Tidy: Symbolic Verification of Timed Cryptographic Protocols

Timed cryptography refers to cryptographic primitives designed to meet their security goals only for a short (polynomial) amount of time. Popular examples include timed commitments and verifiable delay functions. Such primitives are commonly used to guarantee fairness in multiparty protocols ("either none or all parties obtain the output of the protocol'') without relying on any trusted party. Despite their recent surge in popularity, timed cryptographic protocols remain out of scope of current symbolic verification tools, which idealise cryptographic primitives as algebraic operations, and thus do not consider fine-grained notions of time.
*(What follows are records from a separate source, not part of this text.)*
//! Multi-turn VLM conversation with timeouts, retries and usage accounting.

use crate::answer::strip_thinking;
use cov_env::{ChatTurn, EnvError, TokenUsage, VisionLanguageModel, VlmRequest, VlmResponse};
use std::sync::Arc;
use std::time::Duration;
use tracing::{debug, warn};

/// Timeout and retry settings for model calls.
#[derive(Debug, Clone, Copy, PartialEq, Eq)]
pub struct CallPolicy {
    /// Upper bound on a single call
    pub timeout: Duration,

    /// Total attempts for transient failures (at least 1)
    pub max_attempts: u32,

    /// Sleep before retry `n` is `backoff * n`
    pub backoff: Duration,
}

impl Default for CallPolicy {
    fn default() -> Self {
        Self {
            timeout: Duration::from_secs(120),
            max_attempts: 3,
            backoff: Duration::from_millis(500),
        }
    }
}

/// A conversation with one model: system prompt, opening context, and every
/// exchange so far.
///
/// Assistant replies are kept verbatim (reasoning included) so the model sees
/// its own prior actions; callers get the reply with the reasoning removed.
pub struct Conversation<V: VisionLanguageModel> {
    vlm: Arc<V>,
    system_prompt: String,
    turns: Vec<ChatTurn>,
    usage: TokenUsage,
    policy: CallPolicy,
}

impl<V: VisionLanguageModel> Conversation<V> {
    pub fn new(vlm: Arc<V>, system_prompt: impl Into<String>, policy: CallPolicy) -> Self {
        Self {
            vlm,
            system_prompt: system_prompt.into(),
            turns: Vec::new(),
            usage: TokenUsage::default(),
            policy,
        }
    }

    /// Appends a context turn that is sent with the next call.
    pub fn push_context(&mut self, turn: ChatTurn) {
        self.turns.push(turn);
    }

    /// Sends `turn` and returns the reply with any reasoning trace removed.
    ///
    /// On failure the conversation is left as it was before the call.
    pub async fn send(&mut self, turn: ChatTurn) -> Result<String, EnvError> {
        self.turns.push(turn);
        let request = VlmRequest::new(self.system_prompt.clone(), self.turns.clone());

        let response = match self.complete_with_retry(&request).await {
            Ok(response) => response,
            Err(err) => {
                self.turns.pop();
                return Err(err);
            }
        };

        self.usage += response.usage;
        debug!(
            "{} replied ({} tokens so far): {}",
            self.vlm.model_name(),
            self.usage.total_tokens,
            response.content
        );

        let reply = strip_thinking(&response.content).to_string();
        self.turns.push(ChatTurn::assistant(response.content));
        Ok(reply)
    }

    async fn complete_with_retry(&self, request: &VlmRequest) -> Result<VlmResponse, EnvError> {
        let max_attempts = self.policy.max_attempts.max(1);
        let mut attempt = 1;

        loop {
            let result = match tokio::time::timeout(self.policy.timeout, self.vlm.complete(request)).await {
                Ok(result) => result,
                Err(_) => Err(EnvError::Timeout(self.policy.timeout.as_millis() as u64)),
            };

            match result {
                Ok(response) => return Ok(response),
                Err(err) if err.is_retryable() && attempt < max_attempts => {
                    warn!("VLM call attempt {}/{} failed: {}", attempt, max_attempts, err);
                    tokio::time::sleep(self.policy.backoff * attempt).await;
                    attempt += 1;
                }
                Err(err) => return Err(err),
            }
        }
    }

    /// Accumulated token usage of all successful calls.
    pub fn usage(&self) -> TokenUsage {
        self.usage
    }

    pub fn turns(&self) -> &[ChatTurn] {
        &self.turns
    }

    pub fn system_prompt(&self) -> &str {
        &self.system_prompt
    }
}

#[cfg(test)]
mod tests {
    use super::*;
    use async_trait::async_trait;
    use cov_env::ChatRole;
    use std::sync::Mutex;

    struct FlakyVlm {
        failures: Mutex<Vec<EnvError>>,
        calls: Mutex<u32>,
        reply: String,
    }

    impl FlakyVlm {
        fn new(failures: Vec<EnvError>, reply: &str) -> Arc<Self> {
            Arc::new(Self {
                failures: Mutex::new(failures),
                calls: Mutex::new(0),
                reply: reply.to_string(),
            })
        }

        fn calls(&self) -> u32 {
            *self.calls.lock().unwrap()
        }
    }

    #[async_trait]
    impl VisionLanguageModel for FlakyVlm {
        async fn complete(&self, _request: &VlmRequest) -> Result<VlmResponse, EnvError> {
            *self.calls.lock().unwrap() += 1;
            if let Some(err) = self.failures.lock().unwrap().pop() {
                return Err(err);
            }
            Ok(VlmResponse {
                content: self.reply.clone(),
                usage: TokenUsage { prompt_tokens: 10, completion_tokens: 2, total_tokens: 12 },
            })
        }

        fn model_name(&self) -> &str {
            "flaky"
        }
    }

    fn fast_policy() -> CallPolicy {
        CallPolicy {
            timeout: Duration::from_secs(5),
            max_attempts: 3,
            backoff: Duration::from_millis(1),
        }
    }

    #[tokio::test]
    async fn test_send_strips_thinking_and_keeps_history() {
        let vlm = FlakyVlm::new(vec![], "<think>look left</think>left-rotation+30");
        let mut conversation = Conversation::new(vlm, "system", fast_policy());
        conversation.push_context(ChatTurn::user("context"));

        let reply = conversation.send(ChatTurn::user("step 1")).await.unwrap();

        assert_eq!(reply, "left-rotation+30");
        assert_eq!(conversation.turns().len(), 3);
        assert_eq!(conversation.turns()[2].role, ChatRole::Assistant);
        assert!(conversation.turns()[2].text.contains("<think>"));
    }

    #[tokio::test]
    async fn test_usage_accumulates() {
        let vlm = FlakyVlm::new(vec![], "done+[x]");
        let mut conversation = Conversation::new(vlm, "system", fast_policy());

        conversation.send(ChatTurn::user("a")).await.unwrap();
        conversation.send(ChatTurn::user("b")).await.unwrap();

        assert_eq!(conversation.usage().total_tokens, 24);
    }

    #[tokio::test]
    async fn test_transient_failures_are_retried() {
        let vlm = FlakyVlm::new(
            vec![EnvError::transport("reset"), EnvError::Timeout(10)],
            "forward-movement+1",
        );
        let mut conversation = Conversation::new(vlm.clone(), "system", fast_policy());

        assert!(conversation.send(ChatTurn::user("a")).await.is_ok());
        assert_eq!(vlm.calls(), 3);
    }

    #[tokio::test]
    async fn test_permanent_failure_is_not_retried() {
        let vlm = FlakyVlm::new(vec![EnvError::AuthError("bad key".into())], "x");
        let mut conversation = Conversation::new(vlm.clone(), "system", fast_policy());

        let err = conversation.send(ChatTurn::user("a")).await.unwrap_err();

        assert!(matches!(err, EnvError::AuthError(_)));
        assert_eq!(vlm.calls(), 1);
        assert!(conversation.turns().is_empty());
    }

    #[tokio::test]
    async fn test_retries_are_bounded() {
        let failures = (0..5).map(|_| EnvError::transport("down")).collect();
        let vlm = FlakyVlm::new(failures, "x");
        let mut conversation = Conversation::new(vlm.clone(), "system", fast_policy());

        assert!(conversation.send(ChatTurn::user("a")).await.is_err());
        assert_eq!(vlm.calls(), 3);
    }
}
In this paper, we develop, implement, and evaluate a symbolic approach for reasoning about protocols built from timed cryptographic primitives. First, we introduce a timed extension of the applied pi-calculus, a common formalism to specify cryptographic protocols. Then, we develop a logic for timed hyperproperties capturing many properties of interest, such as timeliness or time-limited indistinguishability. We exemplify the usefulness of our approach by modelling a variety of cryptographic protocols, such as distributed randomness generation, sealed-bid auctions, and contract signing. We also study the decidability of timed security properties. On the theoretical side, we reduce the decision of hyperproperties expressed in our logic to a form of constraint solving generalising standard notions in protocol analysis, and showcase the higher complexity of the problem compared to similar well-established logics through complexity lower bounds. On the automation side, we mechanise proofs of timed safety properties by relying on the Tamarin tool as a backend, a popular symbolic protocol analyser, and validate several examples with our approach.